An Update on "Terminal Emulator for Android" development
I am shutting down "Terminal Emulator for Android" development again.
Why am I doing this?
What this means:
What you should do:
Why am I doing this?
- I have lost interest in the core idea of an on-device terminal emulator.
- Maintaining project, even in its mostly stable state, is taking up too much of my time.
- I do not want to give control of the app to other developers, for fear that they will ruin the app by adding bugs, ads, in-app purchases, or malware.
What this means:
- I will make one or two more releases based on the current source tree. (Which has a few small bug fixes.)
- I will be closing all open bugs as "won't fix".
- I will be rejecting all future pull requests.
What you should do:
- If you're a user, the app will continue to be available in its current state.
- If you're a developer, you are welcome to fork the app to start your own version. Maybe get together with other developers and make something great!
Comments
The "-i" option for grep is $1.70, purchase [Y/n]?
If you want to keep ATE development going without handing control over project to someone and without dedicating your time to maintenance, create a Github organization and appoint a maintainer with limited rights there. If that maintainer does not gain your approval with their actions, simply revoke their access.

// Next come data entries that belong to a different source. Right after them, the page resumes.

//! Frequency tables for charts and word clouds.
//!
//! - [`word_counts`]: most common words in a token stream
//! - [`sentiment_word_counts`]: how often each word contributed to each label
//! - [`chapter_negativity`]: share of negative words per chapter

use rustc_hash::FxHashMap;
use serde::Serialize;
use sentiarc_types::{DocId, Polarity, ScoredToken, Sentiment, Token};

use crate::lexicon::Lexicon;

/// A word and how many times it occurred.
#[derive(Debug, Clone, PartialEq, Eq, Serialize)]
pub struct WordCount {
    /// The word
    pub word: String,
    /// Occurrences
    pub n: u64,
}

/// A word's contribution to one polarity.
#[derive(Debug, Clone, PartialEq, Eq, Serialize)]
pub struct Contribution {
    /// The word
    pub word: String,
    /// Label or score it was joined with
    pub polarity: Polarity,
    /// Occurrences
    pub n: u64,
}

/// Negative-word share of one chapter.
#[derive(Debug, Clone, Copy, PartialEq, Serialize)]
pub struct ChapterNegativity {
    /// Document identifier
    pub doc_id: DocId,
    /// Chapter counter (1-based)
    pub chapter: u32,
    /// Words in the lexicon's negative set
    pub negative_words: u64,
    /// All words in the chapter
    pub words: u64,
    /// negative_words / words
    pub ratio: f64,
}

/// Counts words, most frequent first; ties break alphabetically.
pub fn word_counts(tokens: &[Token]) -> Vec<WordCount> {
    let mut counts: FxHashMap<&str, u64> = FxHashMap::default();
    for token in tokens {
        *counts.entry(token.word.as_str()).or_default() += 1;
    }

    let mut out: Vec<WordCount> = counts
        .into_iter()
        .map(|(word, n)| WordCount {
            word: word.to_owned(),
            n,
        })
        .collect();
    out.sort_unstable_by(|a, b| b.n.cmp(&a.n).then_with(|| a.word.cmp(&b.word)));
    out
}

/// Counts `(word, polarity)` pairs, most frequent first.
///
/// Ties break by word, then by polarity so the order is deterministic.
pub fn sentiment_word_counts(scored: &[ScoredToken]) -> Vec<Contribution> {
    let mut counts: FxHashMap<(&str, Polarity), u64> = FxHashMap::default();
    for token in scored {
        *counts.entry((token.word.as_str(), token.polarity)).or_default() += 1;
    }

    let mut out: Vec<Contribution> = counts
        .into_iter()
        .map(|((word, polarity), n)| Contribution {
            word: word.to_owned(),
            polarity,
            n,
        })
        .collect();
    out.sort_unstable_by(|a, b| {
        b.n.cmp(&a.n)
            .then_with(|| a.word.cmp(&b.word))
            .then_with(|| polarity_rank(a.polarity).cmp(&polarity_rank(b.polarity)))
    });
    out
}

fn polarity_rank(p: Polarity) -> (u8, i32) {
    match p {
        Polarity::Label(l) => (0, l as i32),
        Polarity::Score(s) => (1, s),
    }
}

/// Top `n` contributors per polarity, for side-by-side bar charts.
pub fn top_contributions(rows: &[Contribution], n: usize) -> Vec<Contribution> {
    let mut taken: FxHashMap<Polarity, usize> = FxHashMap::default();
    rows.iter()
        .filter(|row| {
            let seen = taken.entry(row.polarity).or_default();
            *seen += 1;
            *seen <= n
        })
        .cloned()
        .collect()
}

/// Ratio of negative words to all words, per `(doc_id, chapter)`.
///
/// `lexicon` decides which words are negative (any `negative` label).
/// Tokens before the first chapter heading (chapter 0) are skipped. Rows are
/// sorted by `(doc_id, chapter)`.
pub fn chapter_negativity(tokens: &[Token], lexicon: &Lexicon) -> Vec<ChapterNegativity> {
    let negative = Polarity::Label(Sentiment::Negative);
    let mut totals: FxHashMap<(DocId, u32), (u64, u64)> = FxHashMap::default();

    for token in tokens.iter().filter(|t| t.chapter > 0) {
        let (neg, all) = totals.entry((token.doc_id, token.chapter)).or_default();
        *all += 1;
        if lexicon.get(&token.word).contains(&negative) {
            *neg += 1;
        }
    }

    let mut out: Vec<ChapterNegativity> = totals
        .into_iter()
        .map(|((doc_id, chapter), (negative_words, words))| ChapterNegativity {
            doc_id,
            chapter,
            negative_words,
            words,
            ratio: negative_words as f64 / words as f64,
        })
        .collect();
    out.sort_unstable_by_key(|r| (r.doc_id, r.chapter));
    out
}

/// The chapter with the highest negative ratio in each document.
///
/// On a tie the earlier chapter wins.
pub fn most_negative_chapters(rows: &[ChapterNegativity]) -> Vec<ChapterNegativity> {
    let mut best: FxHashMap<DocId, ChapterNegativity> = FxHashMap::default();
    for row in rows {
        best.entry(row.doc_id)
            .and_modify(|b| {
                if row.ratio > b.ratio || (row.ratio == b.ratio && row.chapter < b.chapter) {
                    *b = *row;
                }
            })
            .or_insert(*row);
    }
    let mut out: Vec<_> = best.into_values().collect();
    out.sort_unstable_by_key(|r| r.doc_id);
    out
}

If you don't want to stain your public face by giving access to Google Play releases to someone you don't trust (and at the same time don't want to spend time on preparing releases), create a separate project, e.g. "ATE-ng". Give signing keys and publish access in that project to the current maintainer and promote that project as ATE successor while making clear, that that project is independent and is being maintained by certain person. If something goes wrong, you can revoke their publisging rights. If something goes very wrong, create "ATE-ng-ng" and point users to it instead.
You can keep doing periodic compatibility-only releases of main ATE branch while actual development goes on in a fork under someone's else control (but with you still having a last word). IMO, you really have nothing to lose by trying that out.
I'd rather someone just start a fork, and have all the responsibility, glory, governance, etc. go to them.